Di Indonesia, untuk membiayai
pembangunan nasional yang mencakup investasi domestik, sumber dananya dapat
bersumber dari tabungan nasional dan pinjaman luar negeri. Namun, karena
terbatasnya jumlah dana serta pinjaman yang diperoleh dari luar negeri, maka
diperlukan tabungan nasional yang lebih tinggi sebagai sumber dana yang utama.
Perlunya tabungan nasional ini
dibuktikan dengan adanya saving-investment gap yang semakin melebar dari tahun
ke tahun yang menandakan bahwa pertumbuhan investasi domestik melebihi
kemampuan dalam mengakumulasi tabungan nasional.
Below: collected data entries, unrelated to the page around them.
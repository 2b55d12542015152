//! Placeholder validation for a single field.
//!
//! A field's text must contain every `{placeholder}` its leaf declares, must
//! not contain any undeclared ones, and must not be blank.

use regex::Regex;
use std::sync::OnceLock;
use thiserror::Error;

/// A problem with one field's current text.
///
/// Errors are reported in a fixed order: `TooShort`, then
/// `MissingPlaceholder`, then `ForbiddenPlaceholder`.
#[derive(Debug, Clone, PartialEq, Eq, Error)]
pub enum ValidationError {
    /// The text is empty or whitespace only
    #[error("Field must be at least 1 character long")]
    TooShort,

    /// Declared placeholders absent from the text, in declaration order
    #[error("Missing: {}", .0.join(", "))]
    MissingPlaceholder(Vec<String>),

    /// Undeclared placeholders found in the text, in first-seen order
    #[error("Forbidden: {}", .0.join(", "))]
    ForbiddenPlaceholder(Vec<String>),
}

impl ValidationError {
    /// Placeholder names the error refers to (empty for `TooShort`).
    pub fn names(&self) -> &[String] {
        match self {
            ValidationError::TooShort => &[],
            ValidationError::MissingPlaceholder(names)
            | ValidationError::ForbiddenPlaceholder(names) => names,
        }
    }
}

/// Validator for placeholder usage in field text.
pub struct PlaceholderValidator;

static PLACEHOLDER_REGEX: OnceLock<Regex> = OnceLock::new();

impl PlaceholderValidator {
    /// Validate `value` against the placeholders declared for its field.
    ///
    /// All applicable errors are returned together.
    pub fn validate(value: &str, allowed_placeholders: &[String]) -> Vec<ValidationError> {
        let mut errors = Vec::new();

        if value.trim().is_empty() {
            errors.push(ValidationError::TooShort);
        }

        let missing: Vec<String> = allowed_placeholders
            .iter()
            .filter(|name| !value.contains(&Self::token(name)))
            .cloned()
            .collect();
        if !missing.is_empty() {
            errors.push(ValidationError::MissingPlaceholder(missing));
        }

        let forbidden: Vec<String> = Self::extract_placeholders(value)
            .into_iter()
            .filter(|name| !allowed_placeholders.contains(name))
            .collect();
        if !forbidden.is_empty() {
            errors.push(ValidationError::ForbiddenPlaceholder(forbidden));
        }

        errors
    }

    /// Distinct placeholder names in `text`, in first-seen order.
    pub fn extract_placeholders(text: &str) -> Vec<String> {
        let regex = PLACEHOLDER_REGEX.get_or_init(|| {
            Regex::new(r"\{([A-Za-z0-9_]+)\}").expect("placeholder pattern is valid")
        });

        let mut names: Vec<String> = Vec::new();
        for cap in regex.captures_iter(text) {
            if let Some(name) = cap.get(1) {
                if !names.iter().any(|n| n == name.as_str()) {
                    names.push(name.as_str().to_string());
                }
            }
        }
        names
    }

    /// Braced form of a placeholder name (`action` -> `{action}`).
    pub fn token(name: &str) -> String {
        format!("{{{}}}", name)
    }

    /// Input hint listing the placeholders a field must include.
    pub fn hint(allowed_placeholders: &[String]) -> Option<String> {
        if allowed_placeholders.is_empty() {
            return None;
        }
        let tokens: Vec<String> = allowed_placeholders
            .iter()
            .map(|name| Self::token(name))
            .collect();
        Some(format!("Must include: {}", tokens.join(", ")))
    }
}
Secara umum, usaha pengerahan
modal dari masyarakat dapat berupa pengerahan modal dari dalam negeri maupun
dari luar negeri. Pengklasifikasian ini didasarkan pada sumber modal yang dapat
digunakan dalam pembangunan. Pengerahan modal yang bersumber dari dalam negeri
berasal dari 3 sumber utama, yaitu : pertama, tabungan sukarela masyarakat.
Kedua, tabungan pemerintah, dan ketiga tabungan paksa (forced saving or
involuntary saving). Sedangkan modal yang berasal dari luar negeri yaitu
melalui pinjaman resmi pemerinyah kepada lembaga-lembaga keuangan internasional
seperti International Monetary Fund (IMF), Asian Development Bank (ADB), World
Bank, maupun pinjaman resmi bilateral dan multilateral, juga melalui foreign
direct investment (FDI).
Hollis Chenery dan beberapa
penulis lainnya telah mengenalkan pendekatan ‘dua-jurang’ pada pembangunan
ekonomi. Dasar pemikirannya, ‘jurang tabungan’ dan ‘jurang devisa’ merupakan
dua kendala yang terpisah dan berdiri sendiri pada pencapaian target tingkat
pertumbuhan di negara kurang maju. Chenery melihat bantuan luar negeri sebagai
suatu cara untuk menutup kedua jurang tersebut dalam rangka mencapai laju
pertumbuhan ekonomi yang ditargetkan. Sumitro (1994:44) menjelaskan bahwa
kekurangan didalam perimbangan antara tabungan nasional dan investasi harus
ditutup dengan pemasukan modal dari luar yang berasal dari tabungan oleh
kalangan luar negeri.
Pada negara berkembang dan
miskin, kondisi yang paling menonjol adalah belum terciptanya kondisi yang
mendorong pada iklim dimana kegairahan untuk menabung dan penanaman modal
menunjukan tingkat yang menggembirakan. Sistem produksi untuk meningkatkan
pendapatan masyarakat masih menggunakan pola tradisional. Masih terbatasnya
sektor modern dan belum berfungsinya secara efektif dan efisien
institusi-institusi keuangan yang disebabkan oleh pola pikir masyarakat yang
masih tradisional menyebabkan pengerahan dana dari masyarakat mengalami
kesulitan.
Dengan latar belakang
ditetapkannya Paket Kebijakan Oktober 1988 atau yang lebih dikenal dengan
“PAKTO 88”, yang pokok-pokok kebijakannya berisi antara lain untuk mengerahkan
dana dari masyarakat dengan cara memudahkan pembukaan kantor cabang baru,
pendirian bank swasta baru, keleluasaan penyelenggaraan tabungan, dan perluasan
kantor cabang bank. Setelah adanya “PAKTO 88” ini, semakin mudahlah bank
didirikan dan semakin bervariasi juga bentuk-bentuk tabungan yang ditawarkan
oleh bank-bank yang sudah terbentuk baik swasta maupun pemerintah. Semenjak
saat itu, tabungan nasional mulai meningkat drastis. Dalam tahun-tahun
sebelumnya tampak adanya kecenderungan persaingan antar berbagai negara untuk memperbesar
arus investasi baik asing maupun domestik. Persaingan terutama terjadi karena
kebutuhan dana yang sangat besar dan mendesak untuk mendukung pertumbuhan
ekonomi terutama di negara-negara berkembang.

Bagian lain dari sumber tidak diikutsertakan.